Advertisement

Who Calls the Shots on Potholes?

Share
TIMES STAFF WRITER

Dear Traffic Talk:

Over the past year, I have noticed the city of Los Angeles repaving streets in the Valley. What rationale do they use? They will pave Victory Boulevard, which needed it, but also pave side streets that are barely used.

I have also noticed laborers only work on streets that are completely asphalt. I use Vineland, Tujunga, Colfax and Cahuenga and these streets have potholes, dips and cracks as big as the Grand Canyon.

Are they planning to ever repair those streets, or do they work only on streets that are totally asphalt?

Advertisement

--A.C. Lozano

North Hollywood

Dear A.C.:

The city works on all kinds of streets--concrete, asphalt, combinations of both and even brick--following a computerized system that rates their condition, said Gregory L. Scott, director of the bureau of street services for the city’s Department of Public Works.

The city also logs customer requests to consider which streets to fix, he said.
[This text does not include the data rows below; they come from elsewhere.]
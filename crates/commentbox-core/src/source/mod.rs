//! Comment source trait - the boundary to whatever persists comments.
//!
//! The core never stores comments itself: it asks the source for a fresh
//! snapshot after every mutation and normalizes each raw record on every
//! render pass.

mod memory;

use async_trait::async_trait;

use crate::models::Comment;

pub use memory::{MemoryCommentSource, SourceCall, SourceOp};

#[async_trait]
pub trait CommentSource: Send + Sync {
    /// Record type handed out by `get_comments`
    type Raw: Clone + Send + Sync;

    /// Fetch the full flat comment list
    async fn get_comments(&self) -> anyhow::Result<Vec<Self::Raw>>;

    /// Map a raw record to the canonical shape. Must be pure.
    fn normalize_comment(&self, raw: &Self::Raw) -> Comment;

    /// Post a top-level comment
    async fn comment(&self, body: &str) -> anyhow::Result<()>;

    /// Post a reply under `parent_id`
    async fn reply(&self, body: &str, parent_id: &str) -> anyhow::Result<()>;

    async fn up_vote(&self, comment_id: &str) -> anyhow::Result<()>;

    async fn down_vote(&self, comment_id: &str) -> anyhow::Result<()>;

    async fn flag(&self, comment_id: &str) -> anyhow::Result<()>;
}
“The whole function of the system is to keep streets in danger of reaching a fail condition . . . and applying some of the money to streets that have already failed,” Scott said.
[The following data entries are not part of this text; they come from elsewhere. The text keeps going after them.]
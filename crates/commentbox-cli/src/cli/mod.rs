pub mod app;
pub mod config;
pub mod render;
pub mod store;
pub mod tracing_setup;

pub use app::{run, CliCommand, RunOptions};
pub use config::load_config;
pub use render::render_text;
pub use store::{FileCommentSource, StoredComment};
pub use tracing_setup::init_tracing;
About 80% of the budget for street repairs each year goes toward failed streets and the remainder toward those in danger of failing, Scott said.

“If you wait to fix a street until it looks bad, guess what? It is bad and it’s going to cost more to fix it,” he said.
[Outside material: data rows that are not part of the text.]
//! `CommentBox` - the single stateful instance a host drives.
//!
//! Local intents go through [`CommentBox::dispatch`] and never touch the
//! source. Mutating intents follow a fixed order:
//! source call -> await -> clear the matching draft -> reload -> apply
//! snapshot. Nothing local is cleared until the source confirms, so a
//! failed call leaves drafts and the reply target intact for a retry.
//! Once the source has confirmed, the operation succeeds even if the
//! follow-up reload fails; the previous snapshot stays displayed.

use std::sync::Arc;

use crate::config::CommentBoxConfig;
use crate::error::CommentBoxError;
use crate::models::Comment;
use crate::source::CommentSource;
use crate::state::{InteractionState, LocalAction};
use crate::view::CommentBoxView;

pub struct CommentBox<S: CommentSource> {
    source: Arc<S>,
    config: CommentBoxConfig,
    state: InteractionState,
    /// Latest raw snapshot. None until the first successful load.
    comments: Option<Vec<S::Raw>>,
}

impl<S: CommentSource> CommentBox<S> {
    pub fn new(source: Arc<S>, config: CommentBoxConfig) -> Self {
        Self {
            source,
            config,
            state: InteractionState::new(),
            comments: None,
        }
    }

    pub fn source(&self) -> &Arc<S> {
        &self.source
    }

    pub fn config(&self) -> &CommentBoxConfig {
        &self.config
    }

    pub fn state(&self) -> &InteractionState {
        &self.state
    }

    pub fn is_loaded(&self) -> bool {
        self.comments.is_some()
    }

    /// Apply a local intent. No source call, no reload.
    pub fn dispatch(&mut self, action: LocalAction) -> Result<(), CommentBoxError> {
        self.state.apply(action)
    }

    /// Fetch the flat list and replace the snapshot wholesale.
    /// Returns the number of raw records received.
    pub async fn load(&mut self) -> Result<usize, CommentBoxError> {
        let comments = self.source.get_comments().await.map_err(|e| {
            tracing::warn!("Failed to load comments: {:#}", e);
            CommentBoxError::Collaborator(e)
        })?;
        let count = comments.len();
        self.comments = Some(comments);
        tracing::debug!(count, "Loaded comment snapshot");
        Ok(count)
    }

    /// Post the top-level draft, then reload
    pub async fn submit_comment(&mut self) -> Result<(), CommentBoxError> {
        self.ensure_enabled()?;
        let body = self.state.compose.text.clone();

        self.source.comment(&body).await.map_err(|e| {
            tracing::warn!("Failed to post comment: {:#}", e);
            CommentBoxError::Collaborator(e)
        })?;
        tracing::info!("Posted comment");

        self.state.comment_posted();
        self.refresh().await;
        Ok(())
    }

    /// Post the reply draft under the current reply target, then reload
    pub async fn submit_reply(&mut self) -> Result<(), CommentBoxError> {
        self.ensure_enabled()?;
        let (target_id, body) = match (self.state.reply.target_id(), self.state.reply.draft()) {
            (Some(target_id), Some(draft)) => (target_id.to_string(), draft.to_string()),
            _ => return Err(CommentBoxError::NotReplying),
        };

        self.source.reply(&body, &target_id).await.map_err(|e| {
            tracing::warn!(parent_id = %target_id, "Failed to post reply: {:#}", e);
            CommentBoxError::Collaborator(e)
        })?;
        tracing::info!(parent_id = %target_id, "Posted reply");

        self.state.reply_posted();
        self.refresh().await;
        Ok(())
    }

    /// Forward an upvote. Counts show up with the next reload.
    pub async fn up_vote(&self, comment_id: &str) -> Result<(), CommentBoxError> {
        self.source.up_vote(comment_id).await.map_err(|e| {
            tracing::warn!(comment_id, "Failed to upvote comment: {:#}", e);
            CommentBoxError::Collaborator(e)
        })
    }

    /// Forward a downvote. Counts show up with the next reload.
    pub async fn down_vote(&self, comment_id: &str) -> Result<(), CommentBoxError> {
        self.source.down_vote(comment_id).await.map_err(|e| {
            tracing::warn!(comment_id, "Failed to downvote comment: {:#}", e);
            CommentBoxError::Collaborator(e)
        })
    }

    /// Flag a comment, then reload so the badge reflects confirmed state
    pub async fn flag(&mut self, comment_id: &str) -> Result<(), CommentBoxError> {
        self.source.flag(comment_id).await.map_err(|e| {
            tracing::warn!(comment_id, "Failed to flag comment: {:#}", e);
            CommentBoxError::Collaborator(e)
        })?;
        tracing::info!(comment_id, "Flagged comment");

        self.refresh().await;
        Ok(())
    }

    /// Normalize the current snapshot. None until the first load.
    pub fn normalized_comments(&self) -> Option<Vec<Comment>> {
        self.comments.as_ref().map(|raw| {
            raw.iter()
                .map(|r| self.source.normalize_comment(r))
                .collect()
        })
    }

    /// Build the render plan for the current state and snapshot
    pub fn view(&self) -> CommentBoxView {
        let comments = self.normalized_comments();
        CommentBoxView::build(&self.config, &self.state, comments.as_deref())
    }

    /// Reload after a confirmed mutation. A failure is already logged by
    /// `load` and leaves the stale snapshot in place.
    async fn refresh(&mut self) {
        if self.load().await.is_err() {
            tracing::debug!("Keeping previous snapshot after failed reload");
        }
    }

    fn ensure_enabled(&self) -> Result<(), CommentBoxError> {
        if self.config.disabled {
            return Err(CommentBoxError::ComposeDisabled);
        }
        Ok(())
    }
}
Of the 6,500 miles of city streets, 220 miles will be repaired this year, Scott said. This year’s budget for street repairs is $45 million.

Major streets, which are heavily damaged by trucks and buses, are repaired about every 16 years, residential streets about every 30 years, Scott said.

Advertisement

Upcoming repairs include: Colfax Avenue between Oxnard Street and Chandler Boulevard, for $169,000; Cahuenga Boulevard between Odin Street and Franklin Avenue, for $93,000; and several other portions of Tujunga and Vineland avenues.

*

Dear Traffic Talk:

I access the Ventura Freeway eastbound onramp at Shoup Avenue and Ventura Boulevard on weekday mornings. It entails making a left-hand turn off Ventura Boulevard, where there is a signal with a left-turn arrow.

The oncoming traffic on Ventura is very light at that hour, and it’s common for many cars to be stopped in the left-turn lane waiting for the green arrow.

An increasing number of vehicles proceed past the signal on Ventura and make an immediate left turn into an onramp opening meant for westbound traffic. Such left turns are a way to avoid the red light on the eastbound ramp, and the turns are over solid double yellow lines. Are such turns legal?

--Bud Flach

West Hills

Dear Bud:

Making a left turn there is illegal, said Officer Randy Bowman, West Valley complaint officer for the Los Angeles Police Department’s Valley Traffic Division.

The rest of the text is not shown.